Жизнь умчится, как вода.
Смерть не даст отсрочки.
Не вернутся никогда
Вешние денечки.
Май отблещет, отзвенит –
Быстро осень подойдет
И тебя обременит
Грузом старческих забот.
Плоть зачахнет, кровь заглохнет,
От тоски изноет грудь,
Сердце бедное иссохнет,
Заметет метелью путь.
Жизнь умчится, как вода,
Смерть не даст отсрочки.
Не вернутся никогда
Вешние денечки.

Но пока молодецкая весна буянит во всю в молодецком теле. Ой, девушки, ой, красавицы – берегитесь!.. Не дадут вам школяры пройти мимо, для вас они уже сочинили шутливо-грустную песенку:


Я скромной девушкой была,
Нежна, приветлива, мила.
Пошла я как-то на лужок,
Да захотел меня дружок.
Он взял меня под локоток
И прямо в рощу уволок.
Он платье стал с меня срывать,
Мне руки белые ломать.
Потом он молвил: «Посмотри!
Все у меня горит внутри!
Пойдем под липу поскорей,
Моя свирель висит на ней».
Пришли мы к дереву тому,
Гляжу: не терпится ему.
Тут он склонился надо мной
«Тебя я сделаю женой…»
Он мне сорочку снять помог,
И стал мне взламывать замок,
Вонзилось в жертву копьецо,
И надо мной – его лицо.

Вот и еще одна скромная девушка ушла в небытие. Да и как же иначе.


Разве можно в кандалы заковать природу?
Разве можно превратить юношу в колоду?

Однако, увы-увы-увы… колесу Фортуны не всегда по дороге с радостью и весельем. И когда оно сворачивает в сторону, тогда


Испытаешь на себе суть его вращенья,
Преисполнившись к судьбе чувством отвращенья.

Тогда-то и задумается-пригорюнится прежде беззаботный школяр:


Мнил я: вверх меня несет! Ах, как я ошибся,
Ибо, свергшейся с высот вдребезги расшибся.
И, взлетев на небеса, до вершин почета,
С поворотом колеса плюхнулся в болото.
Вот уже другого ввысь колесо возносит…
Эй, приятель! Берегись! Не спасешься! Сбросит!

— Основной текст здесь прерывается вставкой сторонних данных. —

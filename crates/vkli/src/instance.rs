//! Creation and ownership of the Vulkan instance.

use std::ffi::{c_char, CStr, CString};
use std::rc::Rc;

use ash::vk;
use vkli_sys::{Error, Result};

use crate::catalog::CapabilityCatalog;
use crate::config::{InstanceConfig, PORTABILITY_ENUMERATION_EXTENSION};
use crate::device::{self, Device, ExecutionUnit, Selection};
use crate::negotiate::NegotiatedSet;
use crate::symbols::{GlobalFns, InstanceFns, SymbolTable, VoidFunction};
use crate::Entrypoint;

/// Destroys the raw instance when dropped. Only ever constructed around an
/// instance whose creation succeeded.
struct InstanceHandle {
    handle: vk::Instance,
    destroy: vk::PFN_vkDestroyInstance,
}

impl Drop for InstanceHandle {
    fn drop(&mut self) {
        unsafe { (self.destroy)(self.handle, std::ptr::null()) };
        log::debug!("Vulkan instance destroyed.");
    }
}

#[derive(Debug)]
struct InstanceInner {
    raw: InstanceHandle,
    entry: Entrypoint,
    symbols: SymbolTable,
    fns: InstanceFns,
    layers: NegotiatedSet,
    extensions: NegotiatedSet,
}

impl std::fmt::Debug for InstanceHandle {
    fn fmt(&self, f: &mut std::fmt::Formatter<'_>) -> std::fmt::Result {
        f.debug_tuple("InstanceHandle").field(&self.handle).finish()
    }
}

/// A Vulkan instance together with its resolved instance level entry points.
///
/// Cloning shares the instance; it is destroyed when the last clone is
/// dropped. Objects created from an instance ([`Device`],
/// [`crate::Surface`]) keep a clone, so the instance is always destroyed
/// after them.
#[derive(Debug, Clone)]
pub struct Instance(Rc<InstanceInner>);

impl Instance {
    /// Negotiates the layers and extensions of `config` against `catalog`
    /// and creates an instance with the accepted ones.
    ///
    /// If anything fails after `vkCreateInstance` succeeded, the instance is
    /// destroyed before the error is returned.
    pub fn create(
        entry: &Entrypoint,
        global: &GlobalFns,
        catalog: &CapabilityCatalog,
        config: &InstanceConfig,
    ) -> Result<Self> {
        let mut layers = catalog.negotiate_layers(&config.layer_priorities);
        layers.dedup();
        let mut extensions = catalog.negotiate_extensions(&config.extension_priorities);
        extensions.dedup();
        log::info!(
            "Enabling layers {:?} and instance extensions {:?}.",
            layers.names(),
            extensions.names()
        );

        let application_name = CString::new(config.application_name.as_str())
            .map_err(|_| "The application name contains a nul byte.")?;
        let engine_name = config
            .engine_name
            .as_deref()
            .map(CString::new)
            .transpose()
            .map_err(|_| "The engine name contains a nul byte.")?;

        let mut application_info = vk::ApplicationInfo::default()
            .application_name(&application_name)
            .application_version(config.application_version)
            .engine_version(config.engine_version)
            .api_version(config.api_version);
        if let Some(engine_name) = &engine_name {
            application_info = application_info.engine_name(engine_name);
        }

        let layer_names = layers.as_c_strings()?;
        let extension_names = extensions.as_c_strings()?;
        let layer_pointers = c_pointers(&layer_names);
        let extension_pointers = c_pointers(&extension_names);

        let mut create_info = vk::InstanceCreateInfo::default()
            .application_info(&application_info)
            .enabled_layer_names(&layer_pointers)
            .enabled_extension_names(&extension_pointers);
        if extensions.contains(PORTABILITY_ENUMERATION_EXTENSION) {
            create_info = create_info.flags(vk::InstanceCreateFlags::ENUMERATE_PORTABILITY_KHR);
        }

        let mut handle = vk::Instance::null();
        let result = unsafe { (global.create_instance)(&create_info, std::ptr::null(), &mut handle) };
        if result != vk::Result::SUCCESS {
            return Err(Error::ContextCreationFailed(result));
        }

        // Resolved on its own first, so that the instance can be destroyed
        // even if the rest of the scoped tier is incomplete.
        let destroy = unsafe { entry.get_proc_addr(handle, c"vkDestroyInstance") }
            .map(|function| unsafe {
                std::mem::transmute::<VoidFunction, vk::PFN_vkDestroyInstance>(function)
            });
        let Some(destroy) = destroy else {
            log::error!("vkDestroyInstance is unavailable, the instance {handle:?} is leaked.");
            return Err(Error::SymbolResolutionFailed("vkDestroyInstance".to_owned()));
        };
        let raw = InstanceHandle { handle, destroy };

        let symbols = SymbolTable::resolve_scoped(entry, handle)?;
        let fns = InstanceFns::load(&symbols)?;
        log::info!("Vulkan instance created.");

        Ok(Self(Rc::new(InstanceInner {
            raw,
            entry: *entry,
            symbols,
            fns,
            layers,
            extensions,
        })))
    }

    /// The raw instance handle.
    pub fn handle(&self) -> vk::Instance {
        self.0.raw.handle
    }

    /// The entry point the instance was created through.
    pub fn entrypoint(&self) -> &Entrypoint {
        &self.0.entry
    }

    /// Every instance level entry point resolved for this instance.
    pub fn symbols(&self) -> &SymbolTable {
        &self.0.symbols
    }

    /// The instance level entry points the engine uses.
    pub fn fns(&self) -> &InstanceFns {
        &self.0.fns
    }

    /// Resolves an entry point not covered by the static table, such as a
    /// device extension function.
    pub fn get_proc_addr(&self, name: &CStr) -> vk::PFN_vkVoidFunction {
        // SAFETY: the instance is alive for as long as `self` is.
        unsafe { self.0.entry.get_proc_addr(self.handle(), name) }
    }

    /// The layers the instance was created with.
    pub fn enabled_layers(&self) -> &NegotiatedSet {
        &self.0.layers
    }

    /// The instance extensions the instance was created with.
    pub fn enabled_extensions(&self) -> &NegotiatedSet {
        &self.0.extensions
    }

    /// The number of live holders of this instance.
    pub fn holders(&self) -> usize {
        Rc::strong_count(&self.0)
    }

    /// Takes a snapshot of every physical device and its queue families and
    /// extensions.
    pub fn enumerate_units(&self) -> Result<Vec<ExecutionUnit>> {
        device::enumerate_units(self)
    }

    /// Creates a logical device on the selected unit with one queue from the
    /// selected family.
    pub fn create_device<S: AsRef<str>>(
        &self,
        selection: &Selection,
        extensions: &[S],
    ) -> Result<Device> {
        Device::create(self, selection, extensions)
    }
}

pub(crate) fn c_pointers(names: &[CString]) -> Vec<*const c_char> {
    names.iter().map(|name| name.as_ptr()).collect()
}

#[cfg(test)]
mod tests {
    use super::*;
    use crate::fake_driver::{self, FakeDriver};
    use crate::negotiate::PriorityList;

    fn create(driver: FakeDriver, config: &InstanceConfig) -> Result<Instance> {
        let entry = fake_driver::install(driver);
        let global = GlobalFns::load(&SymbolTable::resolve_global(&entry)?)?;
        let catalog = CapabilityCatalog::enumerate(&global)?;
        Instance::create(&entry, &global, &catalog, config)
    }

    #[test]
    fn passes_negotiated_names_to_the_driver() {
        let config = InstanceConfig {
            layer_priorities: vec![PriorityList::from(["L0", "L1"])],
            extension_priorities: vec![PriorityList::from(["E2"]), PriorityList::from(["E9"])],
            ..InstanceConfig::bare("test")
        };
        let instance = create(
            FakeDriver {
                layers: vec![("L1", "layer")],
                extensions: vec!["E1", "E2"],
                ..Default::default()
            },
            &config,
        )
        .unwrap();

        assert_eq!(instance.enabled_layers().names(), ["L1"]);
        assert_eq!(instance.enabled_extensions().names(), ["E2"]);
        fake_driver::with(|driver| {
            assert_eq!(driver.enabled_layers, ["L1"]);
            assert_eq!(driver.enabled_extensions, ["E2"]);
            assert_eq!(driver.application_name, "test");
        });
    }

    #[test]
    fn failed_creation_destroys_nothing() {
        let result = create(
            FakeDriver {
                create_result: vk::Result::ERROR_INCOMPATIBLE_DRIVER,
                ..Default::default()
            },
            &InstanceConfig::bare("test"),
        );
        assert_eq!(
            result.unwrap_err(),
            Error::ContextCreationFailed(vk::Result::ERROR_INCOMPATIBLE_DRIVER)
        );
        assert_eq!(fake_driver::with(|driver| driver.destroy_instance_calls), 0);
    }

    #[test]
    fn incomplete_scoped_tier_still_destroys_the_instance() {
        let result = create(
            FakeDriver {
                missing_symbol: Some(c"vkCreateDevice"),
                ..Default::default()
            },
            &InstanceConfig::bare("test"),
        );
        assert_eq!(
            result.unwrap_err(),
            Error::SymbolResolutionFailed("vkCreateDevice".to_owned())
        );
        assert_eq!(fake_driver::with(|driver| driver.destroy_instance_calls), 1);
    }

    #[test]
    fn last_holder_destroys_exactly_once() {
        let instance = create(FakeDriver::default(), &InstanceConfig::bare("test")).unwrap();
        let shared = instance.clone();
        assert_eq!(instance.holders(), 2);

        drop(instance);
        assert_eq!(fake_driver::with(|driver| driver.destroy_instance_calls), 0);
        drop(shared);
        assert_eq!(fake_driver::with(|driver| driver.destroy_instance_calls), 1);
    }

    #[test]
    fn surface_functions_follow_the_surface_extension() {
        let without = create(
            FakeDriver {
                extensions: vec!["VK_KHR_surface"],
                ..Default::default()
            },
            &InstanceConfig::bare("test"),
        )
        .unwrap();
        assert!(without.fns().destroy_surface_khr.is_none());

        let config = InstanceConfig {
            extension_priorities: vec![PriorityList::single("VK_KHR_surface")],
            ..InstanceConfig::bare("test")
        };
        let with = create(
            FakeDriver {
                extensions: vec!["VK_KHR_surface"],
                ..Default::default()
            },
            &config,
        )
        .unwrap();
        assert!(with.fns().destroy_surface_khr.is_some());
    }
}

Но никто не бережется. И очередной сброшенный поет свою лебединую песню:


Когда-то – к сведенью людей –
Я первый был средь лебедей на родине моей.
Теперь изволь
Такую боль:
На раны сыплют соль!
И хоть я лебедь, а не гусь,
Как гусь на вертеле верчусь, в жаркое превращаюсь.
Теперь изволь
Такую боль:
На раны сыплют соль!
Ах, я бескрылый инвалид!
Я едким уксусом облит. Все ноет, все болит.
Теперь изволь
Такую боль:
На раны сыплют соль!
Кто крыльев белизной блистал,
Как ворон, черный, черный стал. Мой смертный час настал.
Теперь изволь
Такую боль:
На рану сыплют соль!
Ощипан шайкой поваров,
Лежу на блюде. Я – готов. И слышу лязг зубов.
Теперь изволь
Такую боль:
На раны сыплют соль!

Но разве хоть кому-то в жизни удалось прожить без раны, густо посыпанной солью?.. Нет, конечно. Поэтому-то не стоит унывать и сомневаться. Не стоит.


Слышишь! Прочь сомненья!
Розы жизни рви!
Радость ощущенья –
В воле и в любви.
В дивной озарении
Начертал господь,
Чтоб сошлись в борении
Разум, дух и плоть.

Вот таким мудрым и веселым был бог у озорных неунывающих школяров-вагантов.